_Task item_
Every entry needs to be duplicated exactly.

_Given entries_
--- START ---
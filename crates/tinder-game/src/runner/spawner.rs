//! Timed spawn scheduling sampled against simulation time

use super::EntityKind;
use rand::Rng;

/// One spawn stream with a "next spawn time" scalar.
///
/// Delays are drawn uniformly from `delay` and divided by the current
/// speed scale, so cadence tightens as the run speeds up.
#[derive(Clone, Debug, PartialEq)]
pub struct Spawner {
    pub kind: EntityKind,
    delay: [f64; 2],
    next_at: f64,
}

impl Spawner {
    pub fn new(kind: EntityKind, delay: [f64; 2]) -> Self {
        Self {
            kind,
            delay,
            next_at: f64::INFINITY,
        }
    }

    /// Simulation time of the next spawn
    pub fn next_at(&self) -> f64 {
        self.next_at
    }

    /// Schedule the first spawn of a round
    pub fn reset<R: Rng>(&mut self, now: f64, rng: &mut R) {
        self.next_at = now + self.sample_delay(1.0, rng);
    }

    /// Fire if due, rescheduling from `now`. Fires at most once per call.
    pub fn poll<R: Rng>(&mut self, now: f64, speed_scale: f64, rng: &mut R) -> bool {
        if now < self.next_at {
            return false;
        }
        self.next_at = now + self.sample_delay(speed_scale, rng);
        true
    }

    fn sample_delay<R: Rng>(&self, speed_scale: f64, rng: &mut R) -> f64 {
        let [lo, hi] = self.delay;
        let base = if hi > lo { rng.random_range(lo..hi) } else { lo };
        base / speed_scale.max(1.0)
    }
}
--- END ---
_Answer section_
filename crates/tinder-game/src/runner/spawner.rs
//! Timed spawn scheduling sampled against simulation time

use super::EntityKind;
use rand::Rng;

/// One spawn stream with a "next spawn time" scalar.
///
/// Delays are drawn uniformly from `delay` and divided by the current
/// speed scale, so cadence tightens as the run speeds up.
#[derive(Clone, Debug, PartialEq)]
pub struct Spawner {
    pub kind: EntityKind,
    delay: [f64; 2],
    next_at: f64,
}

impl Spawner {
    pub fn new(kind: EntityKind, delay: [f64; 2]) -> Self {
        Self {
            kind,
            delay,
            next_at: f64::INFINITY,
        }
    }

    /// Simulation time of the next spawn
    pub fn next_at(&self) -> f64 {
        self.next_at
    }

    /// Schedule the first spawn of a round
    pub fn reset<R: Rng>(&mut self, now: f64, rng: &mut R) {
        self.next_at = now + self.sample_delay(1.0, rng);
    }

    /// Fire if due, rescheduling from `now`. Fires at most once per call.
    pub fn poll<R: Rng>(&mut self, now: f64, speed_scale: f64, rng: &mut R) -> bool {
        if now < self.next_at {
            return false;
        }
        self.next_at = now + self.sample_delay(speed_scale, rng);
        true
    }

    fn sample_delay<R: Rng>(&self, speed_scale: f64, rng: &mut R) -> f64 {
        let [lo, hi] = self.delay;
        let base = if hi > lo { rng.random_range(lo..hi) } else { lo };
        base / speed_scale.max(1.0)
    }
}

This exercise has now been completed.